◆ INSTRUCTIONS FOR THE TASK
The word "matches" occurs in some lines of the data. Return each such line.

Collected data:
● ● ● ●
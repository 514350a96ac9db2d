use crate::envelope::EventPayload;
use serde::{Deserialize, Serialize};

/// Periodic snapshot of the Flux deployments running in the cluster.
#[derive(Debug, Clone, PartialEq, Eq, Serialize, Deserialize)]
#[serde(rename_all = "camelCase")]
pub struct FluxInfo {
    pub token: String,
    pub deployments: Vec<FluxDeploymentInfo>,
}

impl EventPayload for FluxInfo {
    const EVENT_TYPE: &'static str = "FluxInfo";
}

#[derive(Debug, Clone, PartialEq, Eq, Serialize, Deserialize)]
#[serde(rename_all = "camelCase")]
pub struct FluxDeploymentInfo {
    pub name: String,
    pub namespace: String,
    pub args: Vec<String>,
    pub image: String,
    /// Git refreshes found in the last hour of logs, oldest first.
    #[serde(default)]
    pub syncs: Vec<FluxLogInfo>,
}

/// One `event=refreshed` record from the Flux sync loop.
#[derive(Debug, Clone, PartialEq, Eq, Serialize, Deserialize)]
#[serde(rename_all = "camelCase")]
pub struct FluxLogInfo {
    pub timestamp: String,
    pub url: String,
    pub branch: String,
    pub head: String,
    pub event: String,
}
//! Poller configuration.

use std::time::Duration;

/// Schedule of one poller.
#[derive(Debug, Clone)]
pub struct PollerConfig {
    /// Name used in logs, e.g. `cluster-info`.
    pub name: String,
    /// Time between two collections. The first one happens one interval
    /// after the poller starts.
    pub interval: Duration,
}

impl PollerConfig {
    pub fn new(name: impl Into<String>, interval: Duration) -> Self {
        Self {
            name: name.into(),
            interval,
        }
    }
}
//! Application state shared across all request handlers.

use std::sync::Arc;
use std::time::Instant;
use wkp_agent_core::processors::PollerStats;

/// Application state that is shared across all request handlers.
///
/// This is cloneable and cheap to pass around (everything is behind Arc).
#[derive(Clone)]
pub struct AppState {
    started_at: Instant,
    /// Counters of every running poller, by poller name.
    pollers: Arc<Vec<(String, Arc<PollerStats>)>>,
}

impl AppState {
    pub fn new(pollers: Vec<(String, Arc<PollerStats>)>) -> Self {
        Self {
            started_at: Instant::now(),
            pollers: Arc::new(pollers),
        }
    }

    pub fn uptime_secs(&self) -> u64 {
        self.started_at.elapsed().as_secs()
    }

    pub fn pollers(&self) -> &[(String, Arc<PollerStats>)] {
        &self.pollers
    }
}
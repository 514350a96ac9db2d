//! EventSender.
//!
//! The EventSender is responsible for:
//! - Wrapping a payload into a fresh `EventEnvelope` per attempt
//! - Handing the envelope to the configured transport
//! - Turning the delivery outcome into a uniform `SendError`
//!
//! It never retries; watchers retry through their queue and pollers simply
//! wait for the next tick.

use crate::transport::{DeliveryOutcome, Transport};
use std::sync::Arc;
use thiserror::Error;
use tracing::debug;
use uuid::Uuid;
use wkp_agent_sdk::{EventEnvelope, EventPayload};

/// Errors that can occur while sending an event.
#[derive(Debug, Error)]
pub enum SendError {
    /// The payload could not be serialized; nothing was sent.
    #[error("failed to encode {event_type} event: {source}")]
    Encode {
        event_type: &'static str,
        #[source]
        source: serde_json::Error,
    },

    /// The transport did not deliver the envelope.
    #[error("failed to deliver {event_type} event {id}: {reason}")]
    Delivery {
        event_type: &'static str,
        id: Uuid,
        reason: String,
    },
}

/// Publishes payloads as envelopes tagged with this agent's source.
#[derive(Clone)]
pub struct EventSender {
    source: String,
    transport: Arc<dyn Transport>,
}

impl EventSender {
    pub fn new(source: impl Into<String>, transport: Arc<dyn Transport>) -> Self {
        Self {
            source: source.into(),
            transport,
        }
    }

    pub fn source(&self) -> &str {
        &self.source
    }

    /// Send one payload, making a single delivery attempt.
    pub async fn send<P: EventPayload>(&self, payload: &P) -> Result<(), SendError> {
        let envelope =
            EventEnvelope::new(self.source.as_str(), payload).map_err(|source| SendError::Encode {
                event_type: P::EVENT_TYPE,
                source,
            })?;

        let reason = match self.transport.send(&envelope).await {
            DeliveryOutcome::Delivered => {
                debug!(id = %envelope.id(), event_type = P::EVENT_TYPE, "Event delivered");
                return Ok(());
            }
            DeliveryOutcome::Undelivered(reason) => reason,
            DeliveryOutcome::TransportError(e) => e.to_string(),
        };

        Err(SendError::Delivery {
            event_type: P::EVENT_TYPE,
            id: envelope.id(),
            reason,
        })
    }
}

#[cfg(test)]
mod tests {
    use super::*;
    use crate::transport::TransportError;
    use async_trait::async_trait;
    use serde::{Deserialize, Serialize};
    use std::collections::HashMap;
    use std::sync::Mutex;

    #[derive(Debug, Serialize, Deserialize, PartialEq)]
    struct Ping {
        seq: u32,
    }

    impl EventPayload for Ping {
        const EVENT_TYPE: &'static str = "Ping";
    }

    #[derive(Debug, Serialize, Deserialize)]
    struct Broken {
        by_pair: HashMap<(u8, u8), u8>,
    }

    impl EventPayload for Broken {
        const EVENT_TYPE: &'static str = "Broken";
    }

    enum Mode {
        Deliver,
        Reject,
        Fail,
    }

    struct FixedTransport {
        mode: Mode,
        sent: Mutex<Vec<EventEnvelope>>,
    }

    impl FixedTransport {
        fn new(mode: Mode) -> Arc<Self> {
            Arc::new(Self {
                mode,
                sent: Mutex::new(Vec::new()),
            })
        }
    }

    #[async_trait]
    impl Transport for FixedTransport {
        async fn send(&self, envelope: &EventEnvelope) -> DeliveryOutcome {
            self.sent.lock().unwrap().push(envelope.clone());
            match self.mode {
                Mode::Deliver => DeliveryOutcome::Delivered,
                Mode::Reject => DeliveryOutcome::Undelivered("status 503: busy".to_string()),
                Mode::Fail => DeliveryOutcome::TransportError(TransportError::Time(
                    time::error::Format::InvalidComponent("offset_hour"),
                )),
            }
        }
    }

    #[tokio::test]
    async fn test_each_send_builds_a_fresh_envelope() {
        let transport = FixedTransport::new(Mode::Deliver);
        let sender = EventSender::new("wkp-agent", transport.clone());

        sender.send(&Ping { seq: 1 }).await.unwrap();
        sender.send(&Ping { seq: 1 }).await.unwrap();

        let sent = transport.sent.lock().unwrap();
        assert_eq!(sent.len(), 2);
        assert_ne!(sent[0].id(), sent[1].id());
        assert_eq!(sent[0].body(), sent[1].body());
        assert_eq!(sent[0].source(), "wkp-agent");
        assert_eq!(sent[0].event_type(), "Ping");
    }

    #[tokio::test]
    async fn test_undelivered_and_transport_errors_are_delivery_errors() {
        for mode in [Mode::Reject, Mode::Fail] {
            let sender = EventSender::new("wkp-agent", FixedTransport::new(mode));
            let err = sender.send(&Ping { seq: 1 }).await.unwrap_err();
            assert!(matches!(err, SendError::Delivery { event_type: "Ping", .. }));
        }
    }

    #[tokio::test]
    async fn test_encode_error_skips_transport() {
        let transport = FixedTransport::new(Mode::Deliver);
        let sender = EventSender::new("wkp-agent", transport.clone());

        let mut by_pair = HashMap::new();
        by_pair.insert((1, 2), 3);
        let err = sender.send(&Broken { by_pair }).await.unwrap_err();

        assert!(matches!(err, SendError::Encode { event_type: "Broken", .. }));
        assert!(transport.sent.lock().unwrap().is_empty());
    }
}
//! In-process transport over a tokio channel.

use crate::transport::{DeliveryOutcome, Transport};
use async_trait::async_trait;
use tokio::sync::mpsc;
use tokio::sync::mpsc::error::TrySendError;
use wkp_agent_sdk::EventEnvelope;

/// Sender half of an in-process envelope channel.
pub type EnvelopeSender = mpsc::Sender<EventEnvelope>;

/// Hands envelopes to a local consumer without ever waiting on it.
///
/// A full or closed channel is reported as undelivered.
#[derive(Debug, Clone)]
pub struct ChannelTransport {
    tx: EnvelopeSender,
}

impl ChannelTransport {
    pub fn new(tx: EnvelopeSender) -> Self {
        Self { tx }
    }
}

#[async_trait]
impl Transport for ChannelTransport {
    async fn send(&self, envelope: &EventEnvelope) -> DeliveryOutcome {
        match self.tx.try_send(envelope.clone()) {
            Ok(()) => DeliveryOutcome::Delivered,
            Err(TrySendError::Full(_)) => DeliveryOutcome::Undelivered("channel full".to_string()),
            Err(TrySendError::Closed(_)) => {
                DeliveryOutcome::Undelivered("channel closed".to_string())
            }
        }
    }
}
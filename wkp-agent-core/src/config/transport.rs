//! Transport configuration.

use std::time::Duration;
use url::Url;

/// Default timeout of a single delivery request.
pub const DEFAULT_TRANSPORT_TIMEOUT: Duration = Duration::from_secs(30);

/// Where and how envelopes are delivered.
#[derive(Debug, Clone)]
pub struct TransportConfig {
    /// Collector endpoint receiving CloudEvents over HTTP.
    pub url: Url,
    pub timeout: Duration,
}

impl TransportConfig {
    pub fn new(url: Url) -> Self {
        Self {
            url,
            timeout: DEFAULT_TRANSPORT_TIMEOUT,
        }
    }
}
● ● ● ●
◆ TASK RESPONSE
            assert!(matches!(err, SendError::Delivery { event_type: "Ping", .. }));
        assert!(matches!(err, SendError::Encode { event_type: "Broken", .. }));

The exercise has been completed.